▶ Description of the task:
Among the entries, find the lines with the string "impl" and copy them.
Data in this exercise section start
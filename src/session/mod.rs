//! # Authentication Session
//!
//! [`AuthSession`] owns the credential lifecycle: it persists the access token,
//! resolves the current user from it and clears both on logout. Its state is
//! published on a `tokio::sync::watch` channel, so any number of UI observers see
//! every transition.
//!
//! ## States
//!
//! ```text
//!                 login / init
//! Unauthenticated ────────────▶ Loading ──resolved──▶ Authenticated
//!        ▲                        │                        │
//!        └──resolution failed─────┘                        │
//!        └───────────────────logout (synchronous)──────────┘
//! ```
//!
//! ## Logout always wins
//!
//! Every login and init takes a [`Ticket`] from a [`RequestGeneration`]; logout
//! invalidates it. Writes to the session happen inside the watch channel's
//! `send_if_modified` closure after re-checking the ticket, so a user resolution that
//! finishes after a logout is dropped instead of re-authenticating the session.

pub mod credential;

pub use credential::*;

use crate::clients::UserService;
use crate::model::{LoginRequest, User};
use chrono::Utc;
use resource_framework::{ClientError, RequestGeneration, SharedCredential, Ticket};
use std::sync::Arc;
use tokio::sync::watch;
use tracing::{debug, info, instrument, warn};

#[derive(Debug, Clone, Copy, PartialEq, Eq)]
pub enum SessionState {
    Unauthenticated,
    Loading,
    Authenticated,
}

/// Snapshot of the session as observers see it.
///
/// `user` is only ever `Some` while `token` is `Some`.
#[derive(Debug, Clone, Default, PartialEq)]
pub struct Session {
    pub token: Option<String>,
    pub user: Option<User>,
    pub is_loading_user: bool,
}

impl Session {
    fn loading(token: String) -> Self {
        Self {
            token: Some(token),
            user: None,
            is_loading_user: true,
        }
    }

    pub fn state(&self) -> SessionState {
        if self.is_loading_user {
            SessionState::Loading
        } else if self.user.is_some() {
            SessionState::Authenticated
        } else {
            SessionState::Unauthenticated
        }
    }
}

pub struct AuthSession {
    users: UserService,
    credential: SharedCredential,
    store: Arc<dyn CredentialStore>,
    policy: CredentialPolicy,
    generation: RequestGeneration,
    state: watch::Sender<Session>,
}

impl AuthSession {
    /// `credential` must be the slot the services read their bearer token from.
    pub fn new(
        users: UserService,
        credential: SharedCredential,
        store: Arc<dyn CredentialStore>,
        policy: CredentialPolicy,
    ) -> Self {
        let (state, _) = watch::channel(Session::default());
        Self {
            users,
            credential,
            store,
            policy,
            generation: RequestGeneration::new(),
            state,
        }
    }

    pub fn subscribe(&self) -> watch::Receiver<Session> {
        self.state.subscribe()
    }

    pub fn session(&self) -> Session {
        self.state.borrow().clone()
    }

    pub fn state(&self) -> SessionState {
        self.state.borrow().state()
    }

    pub fn current_user(&self) -> Option<User> {
        self.state.borrow().user.clone()
    }

    pub fn token(&self) -> Option<String> {
        self.state.borrow().token.clone()
    }

    pub fn is_authenticated(&self) -> bool {
        self.state() == SessionState::Authenticated
    }

    /// Restores a persisted credential, if any, and resolves its user.
    ///
    /// Expired credentials are cleared without a network call. Never fails: every
    /// problem degrades to `Unauthenticated`.
    #[instrument(skip(self))]
    pub async fn init(&self) -> SessionState {
        let persisted = match self.store.load() {
            Ok(persisted) => persisted,
            Err(e) => {
                warn!(error = %e, "Could not read persisted credential");
                None
            }
        };

        let Some(credential) = persisted else {
            debug!("No persisted credential");
            return self.state();
        };

        if credential.is_expired_at(Utc::now()) {
            info!(expired_at = %credential.expires_at, "Persisted credential expired");
            self.logout();
            return SessionState::Unauthenticated;
        }

        let ticket = self.generation.next();
        let token = credential.token;
        let started = self.apply(ticket, |session| {
            self.credential.set(token.clone());
            *session = Session::loading(token.clone());
        });
        if !started {
            return self.state();
        }

        self.resolve_user(ticket, token).await
    }

    /// Logs in with email and password and returns the issued access token.
    ///
    /// On success the credential is persisted (overwriting any previous one) and the
    /// user is resolved. If resolution fails the session ends `Unauthenticated` but
    /// the call still returns the token. On failure nothing changes.
    #[instrument(skip(self, password))]
    pub async fn login(&self, email: &str, password: &str) -> Result<String, ClientError> {
        let request = LoginRequest {
            email: email.to_string(),
            password: password.to_string(),
        };
        let token = match self.users.login(&request).await {
            Ok(response) => response.access_token,
            Err(e) => {
                warn!(error = %e, "Login failed");
                return Err(e);
            }
        };

        let ticket = self.generation.next();
        let credential = Credential::issue(token.clone(), &self.policy, Utc::now());
        let started = self.apply(ticket, |session| {
            if let Err(e) = self.store.save(&credential) {
                warn!(error = %e, "Could not persist credential");
            }
            self.credential.set(token.clone());
            *session = Session::loading(token.clone());
        });

        if started {
            self.resolve_user(ticket, token.clone()).await;
        }
        Ok(token)
    }

    /// Clears the credential and the user immediately.
    ///
    /// Any user resolution still in flight is discarded when it completes.
    #[instrument(skip(self))]
    pub fn logout(&self) {
        self.state.send_modify(|session| {
            self.generation.invalidate();
            self.discard_credential();
            *session = Session::default();
        });
        info!("Session cleared");
    }

    async fn resolve_user(&self, ticket: Ticket, token: String) -> SessionState {
        let result = self.users.find_by_token(&token).await;

        let applied = match result {
            Ok(user) => {
                let pid = user.pid.clone();
                let applied = self.apply(ticket, |session| {
                    *session = Session {
                        token: Some(token),
                        user: Some(user),
                        is_loading_user: false,
                    };
                });
                if applied {
                    info!(user = %pid, "Session authenticated");
                }
                applied
            }
            Err(e) => {
                warn!(error = %e, "Could not resolve user from credential");
                self.apply(ticket, |session| {
                    self.discard_credential();
                    *session = Session::default();
                })
            }
        };

        if !applied {
            debug!("Discarded user resolution from a previous session");
        }
        self.state()
    }

    /// Runs `update` under the channel's write lock if `ticket` is still current.
    fn apply(&self, ticket: Ticket, update: impl FnOnce(&mut Session)) -> bool {
        self.state.send_if_modified(|session| {
            if !self.generation.is_current(ticket) {
                return false;
            }
            update(session);
            true
        })
    }

    fn discard_credential(&self) {
        self.credential.clear();
        if let Err(e) = self.store.clear() {
            warn!(error = %e, "Could not clear persisted credential");
        }
    }
}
Data in this exercise section end
▶ Expected output:
impl Session {
impl AuthSession {
    fn apply(&self, ticket: Ticket, update: impl FnOnce(&mut Session)) -> bool {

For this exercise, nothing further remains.